I based myself at Ibsen’s, an art-filled eco-friendly hotel on fashionable Nansensgade, an easy walk from the city center and after viewing artwork at the National Gallery of Denmark, I lunched at Aamann’s, specializing in a modern take on the traditional open-faced Danish sandwich called the smorrebrod. Adam Aamann’s original take-out shop just next door proved so popular that he opened this homey space with dark wood tables and mint-colored walls. Served on a wooden slab, I sampled hearty rye bread topped with fried herring, cured salmon and curry chicken salad and I made sure to have a glass of the housemade elderberry aquavit.

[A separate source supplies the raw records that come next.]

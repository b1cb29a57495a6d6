//! Mapping from service errors to HTTP responses.
//!
//! Field problems come back as `400` with a body keyed by field name, e.g.
//! `{"name": ["This field is required."]}`. Other client errors carry a
//! `detail` message. Server-side failures are logged and answered with a
//! generic `500` body.

use axum::Json;
use axum::http::StatusCode;
use axum::response::{IntoResponse, Response};
use geofence::GeofenceError;
use serde_json::{Map, Value, json};
use thiserror::Error;

pub const REQUIRED: &str = "This field is required.";

#[derive(Debug, Error)]
pub enum ApiError {
    #[error(transparent)]
    Geofence(#[from] GeofenceError),

    /// Required fields absent from the request body or query.
    #[error("Missing fields: {0:?}")]
    MissingFields(Vec<&'static str>),

    /// A field is present but cannot be parsed.
    #[error("Invalid {field}: {message}")]
    InvalidField {
        field: &'static str,
        message: String,
    },

    #[error("Bad request: {0}")]
    BadRequest(String),

    #[error("Not found: {0}")]
    NotFound(String),

    #[error("Internal error: {0}")]
    Internal(String),
}

pub type ApiResult<T> = std::result::Result<T, ApiError>;

fn field_errors<'a>(fields: impl IntoIterator<Item = (&'a str, String)>) -> Value {
    let mut body = Map::new();
    for (field, message) in fields {
        body.insert(field.to_string(), json!([message]));
    }
    Value::Object(body)
}

fn detail(message: impl Into<String>) -> Value {
    json!({ "detail": message.into() })
}

impl IntoResponse for ApiError {
    fn into_response(self) -> Response {
        let (status, body) = match self {
            ApiError::Geofence(e) => match e {
                GeofenceError::Validation { field, message } => (
                    StatusCode::BAD_REQUEST,
                    field_errors([(field.as_str(), message)]),
                ),
                GeofenceError::DuplicateProviderName(_) => (
                    StatusCode::BAD_REQUEST,
                    field_errors([("name", "provider with this name already exists.".to_string())]),
                ),
                GeofenceError::InvalidGeometry(message) => {
                    (StatusCode::BAD_REQUEST, field_errors([("area", message)]))
                }
                GeofenceError::InvalidInput(message) => (StatusCode::BAD_REQUEST, detail(message)),
                e @ (GeofenceError::ProviderNotFound(_)
                | GeofenceError::ServiceAreaNotFound(_)
                | GeofenceError::PageNotFound(_)) => (StatusCode::NOT_FOUND, detail(e.to_string())),
                e => {
                    tracing::error!("Geofence error: {}", e);
                    (
                        StatusCode::INTERNAL_SERVER_ERROR,
                        detail("Internal server error"),
                    )
                }
            },
            ApiError::MissingFields(fields) => (
                StatusCode::BAD_REQUEST,
                field_errors(fields.into_iter().map(|f| (f, REQUIRED.to_string()))),
            ),
            ApiError::InvalidField { field, message } => {
                (StatusCode::BAD_REQUEST, field_errors([(field, message)]))
            }
            ApiError::BadRequest(message) => (StatusCode::BAD_REQUEST, detail(message)),
            ApiError::NotFound(message) => (StatusCode::NOT_FOUND, detail(message)),
            ApiError::Internal(message) => {
                tracing::error!("Internal error: {}", message);
                (
                    StatusCode::INTERNAL_SERVER_ERROR,
                    detail("Internal server error"),
                )
            }
        };

        (status, Json(body)).into_response()
    }
}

And the big news is that Aamann will open a New York City branch this January in TriBeCa — the Danish crown prince and princess Frederik and Mary stopped by the soon-to-be-opened Laight Street location on a recent Big Apple visit promoting Danish food and design.
After lunch, I met up with Kristine Munkgard Pedersen, co-owner of a hip tour company called CPH: Cool at the Torvehallerne, the city’s spanking new food hall, that opened in September. At these two sleek glass-sided modern structures you can pick up just-caught lobster and shrimp, charcuterie meats, Danish blue cheese, vegetables, freshly baked bread, and as Pedersen pointed out local specialty items like hand-dipped chocolate, mustard, jam and liquorice. It’s also home to a branch of Coffee Collective, a micro roastery started by champion barista Klaus Thomsen that has quickly amassed a cult-like following–I ordered a latte and was duly impressed. I was surprised to learn that while cobbled Israels Square had been an open-air market since 1889, the city has never had a central food hall so its opening was big news and judging by the crowds, quite well-received.